**Action item:** Copy out all lines from the entries below in which "interpreted" occurs.
##### Dataset extract
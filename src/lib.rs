//! Type-directed YAML loading and dumping.
//!
//! A type expression (literal `TypeLike` or text such as `"dict[str, list[Point]]"`)
//! is interpreted into a [`Schema`]; documents are parsed into position-tagged
//! nodes and decoded against it. Failures point at the offending node, and a
//! failed union reports why each alternative was rejected.
//!
//! ```no_run
//! use type_yaml::{loads, LoadOptions, Value};
//!
//! let v = loads("list[int]", "[1, 2, 3]", &LoadOptions::default())?;
//! assert_eq!(v, Value::list([1, 2, 3]));
//! # Ok::<(), type_yaml::Error>(())
//! ```
pub mod config;
pub mod decode;
pub mod document;
pub mod encode;
pub mod error;
pub mod interp;
pub mod node;
pub mod ty;
pub mod value;

use std::io::{Read, Write};
use std::sync::Arc;

pub use config::LoadOptions;
pub use decode::{Decoder, UnknownKeys};
pub use encode::encode;
pub use error::{
    DecodeError, DecodeErrorKind, DocumentError, Error, Result, TypeError, TypeResolutionError,
    TypeSyntaxError, UnionDecodeError,
};
pub use interp::{interpret, Definition, FieldDef, NameEnv, RecordDef, Schema, Substitution, TypeLike};
pub use node::{Mark, Node, NodeKind};
pub use ty::{Prim, RecordTy, Ty};
pub use value::{RecordValue, Value};

/// Decode `text` against `type_expr`.
///
/// With `multi_document`, a sequence-shaped type takes the documents as its
/// elements; any other type is applied per document and the results come back
/// as a list.
pub fn loads(type_expr: impl Into<TypeLike>, text: &str, opts: &LoadOptions) -> Result<Value> {
    let schema = interpret(&type_expr.into(), &opts.name_env, &opts.name_substitution)?;
    load_with(&schema, text, opts)
}

pub fn load(type_expr: impl Into<TypeLike>, mut reader: impl Read, opts: &LoadOptions) -> Result<Value> {
    let mut text = String::new();
    reader.read_to_string(&mut text)?;
    loads(type_expr, &text, opts)
}

/// Decode against an already interpreted schema. `opts.name_env` and
/// `opts.name_substitution` are not consulted.
pub fn load_with(schema: &Schema, text: &str, opts: &LoadOptions) -> Result<Value> {
    let decoder = Decoder::new(schema).unknown_keys(opts.unknown_keys);
    if !opts.multi_document {
        let node = document::parse_single(text, &opts.source)?;
        return Ok(decoder.decode_root(&node)?);
    }

    let docs = document::parse(text, &opts.source)?;
    if schema.root.is_sequence_shaped() {
        let mark = docs
            .first()
            .map_or_else(|| Mark::new(Arc::from(opts.source.as_str()), 1, 1), |doc| doc.mark.clone());
        let stream = Node::new(NodeKind::Sequence(docs), mark);
        return Ok(decoder.decode_root(&stream)?);
    }
    let values = docs
        .iter()
        .map(|doc| decoder.decode_root(doc))
        .collect::<std::result::Result<Vec<_>, _>>()?;
    Ok(Value::List(values))
}

/// Render `value` by its own shape. See [`dumps_as`] to lay records out as
/// declared.
pub fn dumps(value: &Value) -> Result<String> {
    Ok(document::render(&encode(value))?)
}

/// Render `value` as `type_expr` describes it: records in declared field
/// order, absent fields as their declared defaults.
pub fn dumps_as(type_expr: impl Into<TypeLike>, value: &Value, opts: &LoadOptions) -> Result<String> {
    let schema = interpret(&type_expr.into(), &opts.name_env, &opts.name_substitution)?;
    dumps_with(&schema, value)
}

pub fn dumps_with(schema: &Schema, value: &Value) -> Result<String> {
    Ok(document::render(&schema.encode(value))?)
}

pub fn dump(value: &Value, mut writer: impl Write) -> Result<()> {
    writer.write_all(dumps(value)?.as_bytes())?;
    Ok(())
}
##########
**Finished task:**
//! is interpreted into a [`Schema`]; documents are parsed into position-tagged
/// Decode against an already interpreted schema. `opts.name_env` and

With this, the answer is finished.